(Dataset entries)

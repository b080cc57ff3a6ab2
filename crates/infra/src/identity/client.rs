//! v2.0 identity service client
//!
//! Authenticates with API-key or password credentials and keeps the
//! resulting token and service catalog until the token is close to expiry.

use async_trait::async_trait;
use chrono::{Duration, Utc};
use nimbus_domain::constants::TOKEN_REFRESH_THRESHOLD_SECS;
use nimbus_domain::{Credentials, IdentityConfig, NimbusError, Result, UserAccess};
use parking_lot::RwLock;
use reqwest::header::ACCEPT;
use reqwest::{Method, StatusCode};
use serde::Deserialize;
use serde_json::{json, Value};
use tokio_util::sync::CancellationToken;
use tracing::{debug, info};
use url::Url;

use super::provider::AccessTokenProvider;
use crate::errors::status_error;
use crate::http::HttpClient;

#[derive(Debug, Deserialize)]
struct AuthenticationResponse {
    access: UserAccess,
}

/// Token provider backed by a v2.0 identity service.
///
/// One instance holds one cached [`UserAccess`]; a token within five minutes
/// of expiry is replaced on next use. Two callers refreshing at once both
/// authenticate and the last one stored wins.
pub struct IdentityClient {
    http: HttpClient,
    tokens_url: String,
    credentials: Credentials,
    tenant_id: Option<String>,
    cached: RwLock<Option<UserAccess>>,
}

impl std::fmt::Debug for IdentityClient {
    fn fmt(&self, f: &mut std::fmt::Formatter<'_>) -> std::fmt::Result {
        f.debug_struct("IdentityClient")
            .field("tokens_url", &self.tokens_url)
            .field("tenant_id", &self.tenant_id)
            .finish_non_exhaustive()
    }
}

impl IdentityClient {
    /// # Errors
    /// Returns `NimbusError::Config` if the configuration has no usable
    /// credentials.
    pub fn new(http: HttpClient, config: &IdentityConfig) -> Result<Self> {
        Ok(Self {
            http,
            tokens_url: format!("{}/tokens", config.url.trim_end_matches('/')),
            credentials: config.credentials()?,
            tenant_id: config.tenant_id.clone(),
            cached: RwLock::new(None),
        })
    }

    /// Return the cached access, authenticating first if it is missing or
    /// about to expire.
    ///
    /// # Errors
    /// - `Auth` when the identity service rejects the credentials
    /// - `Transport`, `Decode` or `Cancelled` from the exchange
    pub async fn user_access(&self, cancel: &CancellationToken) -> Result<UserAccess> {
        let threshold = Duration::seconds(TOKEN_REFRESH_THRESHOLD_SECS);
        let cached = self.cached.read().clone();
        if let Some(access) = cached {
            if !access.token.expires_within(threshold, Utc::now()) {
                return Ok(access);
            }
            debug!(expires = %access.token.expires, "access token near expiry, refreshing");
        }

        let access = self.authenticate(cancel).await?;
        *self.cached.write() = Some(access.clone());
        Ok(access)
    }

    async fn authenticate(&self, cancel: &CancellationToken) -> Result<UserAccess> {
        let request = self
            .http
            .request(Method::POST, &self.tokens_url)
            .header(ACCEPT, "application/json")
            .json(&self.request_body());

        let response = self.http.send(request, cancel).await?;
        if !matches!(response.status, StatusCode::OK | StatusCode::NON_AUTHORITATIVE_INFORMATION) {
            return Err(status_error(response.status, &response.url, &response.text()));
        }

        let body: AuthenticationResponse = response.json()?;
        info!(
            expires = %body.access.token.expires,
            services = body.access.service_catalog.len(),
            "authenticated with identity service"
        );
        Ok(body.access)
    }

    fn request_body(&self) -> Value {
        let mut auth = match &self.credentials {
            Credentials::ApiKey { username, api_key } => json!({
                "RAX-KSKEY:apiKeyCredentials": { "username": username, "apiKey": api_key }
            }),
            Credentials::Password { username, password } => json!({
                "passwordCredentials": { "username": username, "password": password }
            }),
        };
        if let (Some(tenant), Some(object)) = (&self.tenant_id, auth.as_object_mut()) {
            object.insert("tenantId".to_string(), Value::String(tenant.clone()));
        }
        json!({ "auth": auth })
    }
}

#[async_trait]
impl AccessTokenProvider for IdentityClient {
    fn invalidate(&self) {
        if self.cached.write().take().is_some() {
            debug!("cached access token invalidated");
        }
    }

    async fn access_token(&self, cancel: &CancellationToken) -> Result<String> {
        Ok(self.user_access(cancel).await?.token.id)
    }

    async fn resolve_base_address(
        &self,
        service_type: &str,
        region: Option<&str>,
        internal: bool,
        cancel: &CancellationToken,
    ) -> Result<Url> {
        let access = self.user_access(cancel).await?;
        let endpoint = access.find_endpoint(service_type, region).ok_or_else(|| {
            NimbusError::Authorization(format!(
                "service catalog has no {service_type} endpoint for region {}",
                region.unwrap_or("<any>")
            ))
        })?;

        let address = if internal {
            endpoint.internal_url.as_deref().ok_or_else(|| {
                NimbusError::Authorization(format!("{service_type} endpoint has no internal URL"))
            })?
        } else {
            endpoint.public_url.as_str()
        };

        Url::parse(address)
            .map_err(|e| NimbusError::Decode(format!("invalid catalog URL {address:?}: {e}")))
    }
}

> [Problem statement] Quote every entry exactly.

> [Written answer]
repository b080cc57ff3a6ab2
filename crates/infra/src/identity/client.rs
//! v2.0 identity service client
//!
//! Authenticates with API-key or password credentials and keeps the
//! resulting token and service catalog until the token is close to expiry.

use async_trait::async_trait;
use chrono::{Duration, Utc};
use nimbus_domain::constants::TOKEN_REFRESH_THRESHOLD_SECS;
use nimbus_domain::{Credentials, IdentityConfig, NimbusError, Result, UserAccess};
use parking_lot::RwLock;
use reqwest::header::ACCEPT;
use reqwest::{Method, StatusCode};
use serde::Deserialize;
use serde_json::{json, Value};
use tokio_util::sync::CancellationToken;
use tracing::{debug, info};
use url::Url;

use super::provider::AccessTokenProvider;
use crate::errors::status_error;
use crate::http::HttpClient;

#[derive(Debug, Deserialize)]
struct AuthenticationResponse {
    access: UserAccess,
}

/// Token provider backed by a v2.0 identity service.
///
/// One instance holds one cached [`UserAccess`]; a token within five minutes
/// of expiry is replaced on next use. Two callers refreshing at once both
/// authenticate and the last one stored wins.
pub struct IdentityClient {
    http: HttpClient,
    tokens_url: String,
    credentials: Credentials,
    tenant_id: Option<String>,
    cached: RwLock<Option<UserAccess>>,
}

impl std::fmt::Debug for IdentityClient {
    fn fmt(&self, f: &mut std::fmt::Formatter<'_>) -> std::fmt::Result {
        f.debug_struct("IdentityClient")
            .field("tokens_url", &self.tokens_url)
            .field("tenant_id", &self.tenant_id)
            .finish_non_exhaustive()
    }
}

impl IdentityClient {
    /// # Errors
    /// Returns `NimbusError::Config` if the configuration has no usable
    /// credentials.
    pub fn new(http: HttpClient, config: &IdentityConfig) -> Result<Self> {
        Ok(Self {
            http,
            tokens_url: format!("{}/tokens", config.url.trim_end_matches('/')),
            credentials: config.credentials()?,
            tenant_id: config.tenant_id.clone(),
            cached: RwLock::new(None),
        })
    }

    /// Return the cached access, authenticating first if it is missing or
    /// about to expire.
    ///
    /// # Errors
    /// - `Auth` when the identity service rejects the credentials
    /// - `Transport`, `Decode` or `Cancelled` from the exchange
    pub async fn user_access(&self, cancel: &CancellationToken) -> Result<UserAccess> {
        let threshold = Duration::seconds(TOKEN_REFRESH_THRESHOLD_SECS);
        let cached = self.cached.read().clone();
        if let Some(access) = cached {
            if !access.token.expires_within(threshold, Utc::now()) {
                return Ok(access);
            }
            debug!(expires = %access.token.expires, "access token near expiry, refreshing");
        }

        let access = self.authenticate(cancel).await?;
        *self.cached.write() = Some(access.clone());
        Ok(access)
    }

    async fn authenticate(&self, cancel: &CancellationToken) -> Result<UserAccess> {
        let request = self
            .http
            .request(Method::POST, &self.tokens_url)
            .header(ACCEPT, "application/json")
            .json(&self.request_body());

        let response = self.http.send(request, cancel).await?;
        if !matches!(response.status, StatusCode::OK | StatusCode::NON_AUTHORITATIVE_INFORMATION) {
            return Err(status_error(response.status, &response.url, &response.text()));
        }

        let body: AuthenticationResponse = response.json()?;
        info!(
            expires = %body.access.token.expires,
            services = body.access.service_catalog.len(),
            "authenticated with identity service"
        );
        Ok(body.access)
    }

    fn request_body(&self) -> Value {
        let mut auth = match &self.credentials {
            Credentials::ApiKey { username, api_key } => json!({
                "RAX-KSKEY:apiKeyCredentials": { "username": username, "apiKey": api_key }
            }),
            Credentials::Password { username, password } => json!({
                "passwordCredentials": { "username": username, "password": password }
            }),
        };
        if let (Some(tenant), Some(object)) = (&self.tenant_id, auth.as_object_mut()) {
            object.insert("tenantId".to_string(), Value::String(tenant.clone()));
        }
        json!({ "auth": auth })
    }
}

#[async_trait]
impl AccessTokenProvider for IdentityClient {
    fn invalidate(&self) {
        if self.cached.write().take().is_some() {
            debug!("cached access token invalidated");
        }
    }

    async fn access_token(&self, cancel: &CancellationToken) -> Result<String> {
        Ok(self.user_access(cancel).await?.token.id)
    }

    async fn resolve_base_address(
        &self,
        service_type: &str,
        region: Option<&str>,
        internal: bool,
        cancel: &CancellationToken,
    ) -> Result<Url> {
        let access = self.user_access(cancel).await?;
        let endpoint = access.find_endpoint(service_type, region).ok_or_else(|| {
            NimbusError::Authorization(format!(
                "service catalog has no {service_type} endpoint for region {}",
                region.unwrap_or("<any>")
            ))
        })?;

        let address = if internal {
            endpoint.internal_url.as_deref().ok_or_else(|| {
                NimbusError::Authorization(format!("{service_type} endpoint has no internal URL"))
            })?
        } else {
            endpoint.public_url.as_str()
        };

        Url::parse(address)
            .map_err(|e| NimbusError::Decode(format!("invalid catalog URL {address:?}: {e}")))
    }
}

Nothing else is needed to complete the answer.